As I read the wailing laments over SWANCC with no suggestions for constructive response, I am reminded of the third rule of life: Do not participate in a gunfight armed only with a knife. We have been made unwilling participants with little time to lose. The world grain markets could elevate the issue to a high level of urgency without warning. And we’re not going to solve this problem with a lot of happy talk, raffles, dinners, ceremonies of self-congratulation and marsh field days. The time for a serious, focused effort is at hand, the very type of dogged, confrontational exercise at which the enviros have become so adept over the last three decades.

Perish the thought, brothers – but SWANCC has probably forced us to heed their example.

1 In Borden Ranch Partnership v. Corp of Engineers, 261 F.3d 810 (9th Cir. 2001), the Corp successfully asserted jurisdiction over farming activities impacting intermittent streams and seasonal wetlands based on their connection to interstate waterways during high water and flood events.

2 EPA and COE have dual jurisdiction to perform various functions under the Clean Water Act. It lies beyond the scope of this piece to explore that arcane thicket.

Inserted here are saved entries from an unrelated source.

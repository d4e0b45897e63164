use chrono::NaiveDate;
use sqlx::{PgConnection, PgPool};

use crate::error::{map_db_error, AppError, AppResult};
use crate::models::{Landlord, OccupancyStatus, Property, PropertyKind, Tenant, Unit};
use crate::schemas::{CreateLandlordInput, CreatePropertyInput, CreateTenantInput, CreateUnitInput};

/// Everything the ledger engine needs to know about an assigned tenant,
/// resolved in one query. `rent_due` is the unit price when the tenant
/// holds a unit, the property price otherwise.
#[derive(Debug, Clone, sqlx::FromRow)]
pub struct BillingContext {
    pub tenant_id: i64,
    pub tenant_name: String,
    pub property_id: i64,
    pub landlord_id: i64,
    pub landlord_name: String,
    pub unit_id: Option<i64>,
    pub rent_due: Option<f64>,
}

impl BillingContext {
    pub fn rent_due(&self) -> AppResult<f64> {
        self.rent_due.ok_or_else(|| {
            AppError::Internal("No rent price is configured for this assignment.".to_string())
        })
    }
}

#[derive(Debug, Clone, Copy, serde::Serialize, sqlx::FromRow)]
pub struct EntityCounts {
    pub landlords: i64,
    pub properties: i64,
    pub units: i64,
    pub tenants: i64,
    pub vacant_properties: i64,
    pub occupied_properties: i64,
    pub vacant_units: i64,
    pub occupied_units: i64,
}

pub async fn insert_landlord(pool: &PgPool, input: &CreateLandlordInput) -> AppResult<Landlord> {
    sqlx::query_as::<_, Landlord>(
        "INSERT INTO landlords (full_name, phone, email, address, bank_name, account_number)
         VALUES ($1, $2, $3, $4, $5, $6)
         RETURNING *",
    )
    .bind(&input.full_name)
    .bind(&input.phone)
    .bind(&input.email)
    .bind(&input.address)
    .bind(&input.bank_name)
    .bind(&input.account_number)
    .fetch_one(pool)
    .await
    .map_err(map_db_error)
}

pub async fn list_landlords(pool: &PgPool, limit: i64, offset: i64) -> AppResult<Vec<Landlord>> {
    sqlx::query_as::<_, Landlord>(
        "SELECT * FROM landlords ORDER BY full_name ASC LIMIT $1 OFFSET $2",
    )
    .bind(limit)
    .bind(offset.max(0))
    .fetch_all(pool)
    .await
    .map_err(map_db_error)
}

pub async fn get_landlord(pool: &PgPool, landlord_id: i64) -> AppResult<Landlord> {
    sqlx::query_as::<_, Landlord>("SELECT * FROM landlords WHERE id = $1")
        .bind(landlord_id)
        .fetch_optional(pool)
        .await
        .map_err(map_db_error)?
        .ok_or_else(|| AppError::NotFound("Landlord not found.".to_string()))
}

pub async fn insert_property(pool: &PgPool, input: &CreatePropertyInput) -> AppResult<Property> {
    let price = match input.kind {
        PropertyKind::MultiUnit => None,
        PropertyKind::Standard => input.price,
    };
    sqlx::query_as::<_, Property>(
        "INSERT INTO properties (title, kind, location, landlord_id, price, description)
         VALUES ($1, $2, $3, $4, $5, $6)
         RETURNING *",
    )
    .bind(&input.title)
    .bind(input.kind)
    .bind(&input.location)
    .bind(input.landlord_id)
    .bind(price)
    .bind(&input.description)
    .fetch_one(pool)
    .await
    .map_err(map_db_error)
}

pub async fn list_properties(
    pool: &PgPool,
    status: Option<OccupancyStatus>,
    limit: i64,
    offset: i64,
) -> AppResult<Vec<Property>> {
    sqlx::query_as::<_, Property>(
        "SELECT * FROM properties
         WHERE ($1::occupancy_status IS NULL OR status = $1)
         ORDER BY created_at DESC
         LIMIT $2 OFFSET $3",
    )
    .bind(status)
    .bind(limit)
    .bind(offset.max(0))
    .fetch_all(pool)
    .await
    .map_err(map_db_error)
}

pub async fn get_property(pool: &PgPool, property_id: i64) -> AppResult<Property> {
    sqlx::query_as::<_, Property>("SELECT * FROM properties WHERE id = $1")
        .bind(property_id)
        .fetch_optional(pool)
        .await
        .map_err(map_db_error)?
        .ok_or_else(|| AppError::NotFound("Property not found.".to_string()))
}

pub async fn insert_unit(
    pool: &PgPool,
    property_id: i64,
    input: &CreateUnitInput,
) -> AppResult<Unit> {
    sqlx::query_as::<_, Unit>(
        "INSERT INTO units (property_id, name, price)
         VALUES ($1, $2, $3)
         RETURNING *",
    )
    .bind(property_id)
    .bind(&input.name)
    .bind(input.price)
    .fetch_one(pool)
    .await
    .map_err(map_db_error)
}

pub async fn list_units(
    pool: &PgPool,
    property_id: i64,
    status: Option<OccupancyStatus>,
) -> AppResult<Vec<Unit>> {
    sqlx::query_as::<_, Unit>(
        "SELECT * FROM units
         WHERE property_id = $1
           AND ($2::occupancy_status IS NULL OR status = $2)
         ORDER BY name ASC",
    )
    .bind(property_id)
    .bind(status)
    .fetch_all(pool)
    .await
    .map_err(map_db_error)
}

pub async fn insert_tenant(pool: &PgPool, input: &CreateTenantInput) -> AppResult<Tenant> {
    sqlx::query_as::<_, Tenant>(
        "INSERT INTO tenants (full_name, phone, email)
         VALUES ($1, $2, $3)
         RETURNING *",
    )
    .bind(&input.full_name)
    .bind(&input.phone)
    .bind(&input.email)
    .fetch_one(pool)
    .await
    .map_err(map_db_error)
}

pub async fn list_tenants(pool: &PgPool, limit: i64, offset: i64) -> AppResult<Vec<Tenant>> {
    sqlx::query_as::<_, Tenant>("SELECT * FROM tenants ORDER BY full_name ASC LIMIT $1 OFFSET $2")
        .bind(limit)
        .bind(offset.max(0))
        .fetch_all(pool)
        .await
        .map_err(map_db_error)
}

pub async fn get_tenant(pool: &PgPool, tenant_id: i64) -> AppResult<Tenant> {
    sqlx::query_as::<_, Tenant>("SELECT * FROM tenants WHERE id = $1")
        .bind(tenant_id)
        .fetch_optional(pool)
        .await
        .map_err(map_db_error)?
        .ok_or_else(|| AppError::NotFound("Tenant not found.".to_string()))
}

/// Transactional fetch with a row lock, so occupancy and balance reads
/// cannot interleave with another writer touching the same tenant.
pub async fn get_tenant_for_update(conn: &mut PgConnection, tenant_id: i64) -> AppResult<Tenant> {
    sqlx::query_as::<_, Tenant>("SELECT * FROM tenants WHERE id = $1 FOR UPDATE")
        .bind(tenant_id)
        .fetch_optional(&mut *conn)
        .await
        .map_err(map_db_error)?
        .ok_or_else(|| AppError::NotFound("Tenant not found.".to_string()))
}

pub async fn get_property_for_update(
    conn: &mut PgConnection,
    property_id: i64,
) -> AppResult<Property> {
    sqlx::query_as::<_, Property>("SELECT * FROM properties WHERE id = $1 FOR UPDATE")
        .bind(property_id)
        .fetch_optional(&mut *conn)
        .await
        .map_err(map_db_error)?
        .ok_or_else(|| AppError::NotFound("Property not found.".to_string()))
}

pub async fn get_unit_for_update(conn: &mut PgConnection, unit_id: i64) -> AppResult<Unit> {
    sqlx::query_as::<_, Unit>("SELECT * FROM units WHERE id = $1 FOR UPDATE")
        .bind(unit_id)
        .fetch_optional(&mut *conn)
        .await
        .map_err(map_db_error)?
        .ok_or_else(|| AppError::NotFound("Unit not found.".to_string()))
}

pub async fn billing_context(
    conn: &mut PgConnection,
    tenant_id: i64,
) -> AppResult<Option<BillingContext>> {
    sqlx::query_as::<_, BillingContext>(
        "SELECT t.id AS tenant_id,
                t.full_name AS tenant_name,
                p.id AS property_id,
                p.landlord_id AS landlord_id,
                l.full_name AS landlord_name,
                t.unit_id AS unit_id,
                CASE WHEN t.unit_id IS NOT NULL THEN u.price ELSE p.price END AS rent_due
         FROM tenants t
         JOIN properties p ON t.property_id = p.id
         JOIN landlords l ON p.landlord_id = l.id
         LEFT JOIN units u ON t.unit_id = u.id
         WHERE t.id = $1",
    )
    .bind(tenant_id)
    .fetch_optional(&mut *conn)
    .await
    .map_err(map_db_error)
}

pub async fn link_tenant(
    conn: &mut PgConnection,
    tenant_id: i64,
    property_id: i64,
    unit_id: Option<i64>,
    lease_start_date: Option<NaiveDate>,
    lease_end_date: Option<NaiveDate>,
) -> AppResult<()> {
    sqlx::query(
        "UPDATE tenants
         SET property_id = $2,
             unit_id = $3,
             lease_start_date = COALESCE($4, lease_start_date),
             lease_end_date = COALESCE($5, lease_end_date),
             is_active = TRUE
         WHERE id = $1",
    )
    .bind(tenant_id)
    .bind(property_id)
    .bind(unit_id)
    .bind(lease_start_date)
    .bind(lease_end_date)
    .execute(&mut *conn)
    .await
    .map_err(map_db_error)?;
    Ok(())
}

/// Keeps the tenant row for history; only the assignment and the active
/// flag are cleared.
pub async fn clear_tenant_assignment(conn: &mut PgConnection, tenant_id: i64) -> AppResult<()> {
    sqlx::query(
        "UPDATE tenants
         SET property_id = NULL, unit_id = NULL, is_active = FALSE
         WHERE id = $1",
    )
    .bind(tenant_id)
    .execute(&mut *conn)
    .await
    .map_err(map_db_error)?;
    Ok(())
}

pub async fn update_lease_dates(
    conn: &mut PgConnection,
    tenant_id: i64,
    start: NaiveDate,
    end: NaiveDate,
) -> AppResult<()> {
    sqlx::query("UPDATE tenants SET lease_start_date = $2, lease_end_date = $3 WHERE id = $1")
        .bind(tenant_id)
        .bind(start)
        .bind(end)
        .execute(&mut *conn)
        .await
        .map_err(map_db_error)?;
    Ok(())
}

pub async fn set_unit_occupancy(
    conn: &mut PgConnection,
    unit_id: i64,
    status: OccupancyStatus,
    tenant_id: Option<i64>,
) -> AppResult<()> {
    sqlx::query("UPDATE units SET status = $2, tenant_id = $3 WHERE id = $1")
        .bind(unit_id)
        .bind(status)
        .bind(tenant_id)
        .execute(&mut *conn)
        .await
        .map_err(map_db_error)?;
    Ok(())
}

pub async fn set_property_occupancy(
    conn: &mut PgConnection,
    property_id: i64,
    status: OccupancyStatus,
) -> AppResult<()> {
    sqlx::query("UPDATE properties SET status = $2 WHERE id = $1")
        .bind(property_id)
        .bind(status)
        .execute(&mut *conn)
        .await
        .map_err(map_db_error)?;
    Ok(())
}

/// (total, occupied) unit counts for a property.
pub async fn unit_counts(conn: &mut PgConnection, property_id: i64) -> AppResult<(i64, i64)> {
    sqlx::query_as::<_, (i64, i64)>(
        "SELECT COUNT(*),
                COUNT(*) FILTER (WHERE status = 'occupied')
         FROM units
         WHERE property_id = $1",
    )
    .bind(property_id)
    .fetch_one(&mut *conn)
    .await
    .map_err(map_db_error)
}

/// Number of other tenants still holding a unit under this property.
pub async fn other_unit_tenants(
    conn: &mut PgConnection,
    property_id: i64,
    tenant_id: i64,
) -> AppResult<i64> {
    sqlx::query_scalar::<_, i64>(
        "SELECT COUNT(*)
         FROM tenants
         WHERE property_id = $1 AND id <> $2 AND unit_id IS NOT NULL",
    )
    .bind(property_id)
    .bind(tenant_id)
    .fetch_one(&mut *conn)
    .await
    .map_err(map_db_error)
}

pub async fn entity_counts(pool: &PgPool) -> AppResult<EntityCounts> {
    sqlx::query_as::<_, EntityCounts>(
        "SELECT (SELECT COUNT(*) FROM landlords) AS landlords,
                (SELECT COUNT(*) FROM properties) AS properties,
                (SELECT COUNT(*) FROM units) AS units,
                (SELECT COUNT(*) FROM tenants) AS tenants,
                (SELECT COUNT(*) FROM properties WHERE status = 'vacant') AS vacant_properties,
                (SELECT COUNT(*) FROM properties WHERE status = 'occupied') AS occupied_properties,
                (SELECT COUNT(*) FROM units WHERE status = 'vacant') AS vacant_units,
                (SELECT COUNT(*) FROM units WHERE status = 'occupied') AS occupied_units",
    )
    .fetch_one(pool)
    .await
    .map_err(map_db_error)
}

3 In California, for example, SWANCC is a non-issue. State regulations triggered by the California Environmental Quality Act and other enactments authorize generally more stringent regulation on activities that affect wetlands, navigable or otherwise, than the restrictions imposed by COE. Indeed, California regulators seem bent on proving their mettle by establishing that they are tougher and more restrictive than COE and EPA combined.

4 We have seen in California that our local waterfowl association can be remarkably successful in our state legislature, curtailing the power of our transportation department to build roads through wetlands, defeating efforts to curtail hunting, and sponsoring legislation making it more likely that some private lands will be open to hunting. That’s a tribute to the people involved – but also proof that we can get things done, despite our small numbers in terms of the electorate at large.